Your task is to copy the stretch of lines in the records below that begins with the line containing "pub const CONFIG_ATTRIBUTE: &str" and ends with the line containing "pub fn window()", exactly as written, with nothing added.

--- START ---

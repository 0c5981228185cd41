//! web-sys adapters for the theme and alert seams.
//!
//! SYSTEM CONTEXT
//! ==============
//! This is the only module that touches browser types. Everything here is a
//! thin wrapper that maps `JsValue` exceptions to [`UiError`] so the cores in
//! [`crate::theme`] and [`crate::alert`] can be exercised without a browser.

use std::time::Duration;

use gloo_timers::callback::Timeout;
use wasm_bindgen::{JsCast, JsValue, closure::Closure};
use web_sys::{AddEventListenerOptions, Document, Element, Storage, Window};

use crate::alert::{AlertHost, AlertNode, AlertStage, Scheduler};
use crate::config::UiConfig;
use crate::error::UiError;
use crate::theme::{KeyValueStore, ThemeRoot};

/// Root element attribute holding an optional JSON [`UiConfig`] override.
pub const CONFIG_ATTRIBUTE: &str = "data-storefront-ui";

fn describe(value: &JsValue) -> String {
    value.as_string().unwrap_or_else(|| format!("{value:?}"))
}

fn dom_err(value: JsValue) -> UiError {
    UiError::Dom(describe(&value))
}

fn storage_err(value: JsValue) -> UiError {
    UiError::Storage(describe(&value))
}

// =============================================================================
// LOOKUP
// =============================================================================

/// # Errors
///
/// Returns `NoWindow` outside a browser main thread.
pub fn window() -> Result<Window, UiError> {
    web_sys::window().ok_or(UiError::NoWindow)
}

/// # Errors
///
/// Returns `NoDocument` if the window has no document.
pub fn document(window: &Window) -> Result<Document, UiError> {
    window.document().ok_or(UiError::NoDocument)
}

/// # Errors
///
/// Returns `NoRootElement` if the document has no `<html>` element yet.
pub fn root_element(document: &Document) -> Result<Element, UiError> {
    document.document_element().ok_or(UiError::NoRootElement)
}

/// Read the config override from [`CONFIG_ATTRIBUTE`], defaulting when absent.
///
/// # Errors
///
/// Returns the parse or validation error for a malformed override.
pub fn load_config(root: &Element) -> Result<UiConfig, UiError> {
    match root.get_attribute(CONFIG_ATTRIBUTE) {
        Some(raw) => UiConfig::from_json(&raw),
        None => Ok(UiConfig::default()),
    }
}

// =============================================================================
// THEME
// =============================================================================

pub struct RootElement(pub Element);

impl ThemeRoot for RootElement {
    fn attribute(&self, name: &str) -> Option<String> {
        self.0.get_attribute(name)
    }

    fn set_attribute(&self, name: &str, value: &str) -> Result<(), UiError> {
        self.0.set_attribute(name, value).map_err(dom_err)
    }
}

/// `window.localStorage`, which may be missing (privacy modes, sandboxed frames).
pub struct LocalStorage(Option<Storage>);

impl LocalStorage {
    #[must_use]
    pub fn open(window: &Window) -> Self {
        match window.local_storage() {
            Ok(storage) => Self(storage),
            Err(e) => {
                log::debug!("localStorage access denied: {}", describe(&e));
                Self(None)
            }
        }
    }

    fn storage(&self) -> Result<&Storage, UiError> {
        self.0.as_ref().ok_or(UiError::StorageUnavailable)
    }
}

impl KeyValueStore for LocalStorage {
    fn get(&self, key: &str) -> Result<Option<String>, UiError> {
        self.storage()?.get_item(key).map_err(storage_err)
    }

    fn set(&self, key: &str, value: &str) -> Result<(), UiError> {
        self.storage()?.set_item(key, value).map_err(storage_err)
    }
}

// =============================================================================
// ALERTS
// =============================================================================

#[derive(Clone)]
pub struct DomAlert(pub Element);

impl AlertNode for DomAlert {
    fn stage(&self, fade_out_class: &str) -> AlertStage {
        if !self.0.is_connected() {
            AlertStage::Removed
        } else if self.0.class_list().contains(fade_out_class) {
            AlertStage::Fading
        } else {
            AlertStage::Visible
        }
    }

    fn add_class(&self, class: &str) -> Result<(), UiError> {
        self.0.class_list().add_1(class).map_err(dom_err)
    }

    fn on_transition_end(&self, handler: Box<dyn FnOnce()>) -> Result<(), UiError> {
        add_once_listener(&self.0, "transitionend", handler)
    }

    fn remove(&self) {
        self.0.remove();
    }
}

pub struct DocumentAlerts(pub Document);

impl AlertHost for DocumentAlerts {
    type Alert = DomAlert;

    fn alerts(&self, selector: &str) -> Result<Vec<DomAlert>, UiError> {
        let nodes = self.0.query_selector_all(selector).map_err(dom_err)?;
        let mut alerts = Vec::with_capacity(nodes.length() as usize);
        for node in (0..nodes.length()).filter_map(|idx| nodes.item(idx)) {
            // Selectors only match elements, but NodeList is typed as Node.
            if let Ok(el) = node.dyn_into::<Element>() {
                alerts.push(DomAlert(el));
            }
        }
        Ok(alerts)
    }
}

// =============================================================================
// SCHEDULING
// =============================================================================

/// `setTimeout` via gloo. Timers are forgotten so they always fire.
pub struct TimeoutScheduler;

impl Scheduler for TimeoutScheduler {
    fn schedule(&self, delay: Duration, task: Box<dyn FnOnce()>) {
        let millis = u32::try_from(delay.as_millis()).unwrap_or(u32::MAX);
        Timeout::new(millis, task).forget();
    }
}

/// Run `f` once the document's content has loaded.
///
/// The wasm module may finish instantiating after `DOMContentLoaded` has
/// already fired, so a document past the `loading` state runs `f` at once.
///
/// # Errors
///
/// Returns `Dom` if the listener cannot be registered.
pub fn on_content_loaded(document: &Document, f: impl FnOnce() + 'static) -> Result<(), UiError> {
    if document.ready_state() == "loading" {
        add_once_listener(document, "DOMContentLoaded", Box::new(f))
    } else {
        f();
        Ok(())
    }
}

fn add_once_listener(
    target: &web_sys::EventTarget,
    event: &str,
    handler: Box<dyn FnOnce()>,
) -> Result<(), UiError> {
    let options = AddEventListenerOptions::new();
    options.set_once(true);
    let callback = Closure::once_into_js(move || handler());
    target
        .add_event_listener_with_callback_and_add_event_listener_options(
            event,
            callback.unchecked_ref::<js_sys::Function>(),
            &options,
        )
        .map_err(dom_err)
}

--- END ---
--- START ---

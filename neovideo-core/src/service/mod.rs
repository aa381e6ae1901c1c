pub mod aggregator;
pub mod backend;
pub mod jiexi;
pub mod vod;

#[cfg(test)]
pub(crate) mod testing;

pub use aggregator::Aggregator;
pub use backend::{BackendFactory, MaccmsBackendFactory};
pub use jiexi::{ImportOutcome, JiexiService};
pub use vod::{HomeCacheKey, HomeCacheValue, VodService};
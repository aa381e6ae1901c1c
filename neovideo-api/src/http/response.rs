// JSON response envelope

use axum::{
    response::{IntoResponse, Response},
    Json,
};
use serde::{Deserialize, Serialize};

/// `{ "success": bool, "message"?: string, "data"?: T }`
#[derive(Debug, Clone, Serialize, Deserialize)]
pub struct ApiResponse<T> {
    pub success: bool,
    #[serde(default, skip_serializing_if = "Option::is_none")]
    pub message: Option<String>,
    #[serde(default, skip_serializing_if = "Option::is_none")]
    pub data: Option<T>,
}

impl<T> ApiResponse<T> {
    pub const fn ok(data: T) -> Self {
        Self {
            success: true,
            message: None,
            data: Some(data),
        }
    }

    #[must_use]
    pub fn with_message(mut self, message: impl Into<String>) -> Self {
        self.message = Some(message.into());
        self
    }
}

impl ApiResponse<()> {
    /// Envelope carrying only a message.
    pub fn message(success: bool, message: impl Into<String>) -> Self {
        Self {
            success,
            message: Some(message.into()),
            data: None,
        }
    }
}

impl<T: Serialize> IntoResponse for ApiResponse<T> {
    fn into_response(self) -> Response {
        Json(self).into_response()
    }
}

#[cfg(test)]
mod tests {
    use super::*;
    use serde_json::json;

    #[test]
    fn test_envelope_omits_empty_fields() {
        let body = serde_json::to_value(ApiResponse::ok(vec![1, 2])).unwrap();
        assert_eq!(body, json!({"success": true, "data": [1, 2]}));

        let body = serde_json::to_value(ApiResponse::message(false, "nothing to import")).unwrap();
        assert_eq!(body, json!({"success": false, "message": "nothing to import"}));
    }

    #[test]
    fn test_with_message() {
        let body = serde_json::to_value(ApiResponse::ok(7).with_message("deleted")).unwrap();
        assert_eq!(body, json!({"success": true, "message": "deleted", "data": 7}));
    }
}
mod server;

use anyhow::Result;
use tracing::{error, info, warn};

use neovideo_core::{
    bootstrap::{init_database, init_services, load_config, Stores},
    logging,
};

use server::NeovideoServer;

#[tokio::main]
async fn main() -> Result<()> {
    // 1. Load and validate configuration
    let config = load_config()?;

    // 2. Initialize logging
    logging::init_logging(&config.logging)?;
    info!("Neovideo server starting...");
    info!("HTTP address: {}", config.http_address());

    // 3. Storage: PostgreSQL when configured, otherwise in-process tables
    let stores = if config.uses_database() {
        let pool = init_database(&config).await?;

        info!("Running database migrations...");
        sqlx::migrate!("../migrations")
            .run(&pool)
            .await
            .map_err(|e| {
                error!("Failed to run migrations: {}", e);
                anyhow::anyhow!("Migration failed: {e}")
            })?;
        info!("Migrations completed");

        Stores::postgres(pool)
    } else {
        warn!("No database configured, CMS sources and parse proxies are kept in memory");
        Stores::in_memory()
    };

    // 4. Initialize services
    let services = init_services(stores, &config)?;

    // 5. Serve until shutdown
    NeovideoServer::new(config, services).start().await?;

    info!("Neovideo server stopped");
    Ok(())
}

--- END ---

**Answer to the exercise:**
pub const CONFIG_ATTRIBUTE: &str = "data-storefront-ui";

fn describe(value: &JsValue) -> String {
    value.as_string().unwrap_or_else(|| format!("{value:?}"))
}

fn dom_err(value: JsValue) -> UiError {
    UiError::Dom(describe(&value))
}

fn storage_err(value: JsValue) -> UiError {
    UiError::Storage(describe(&value))
}

// =============================================================================
// LOOKUP
// =============================================================================

/// # Errors
///
/// Returns `NoWindow` outside a browser main thread.
pub fn window() -> Result<Window, UiError> {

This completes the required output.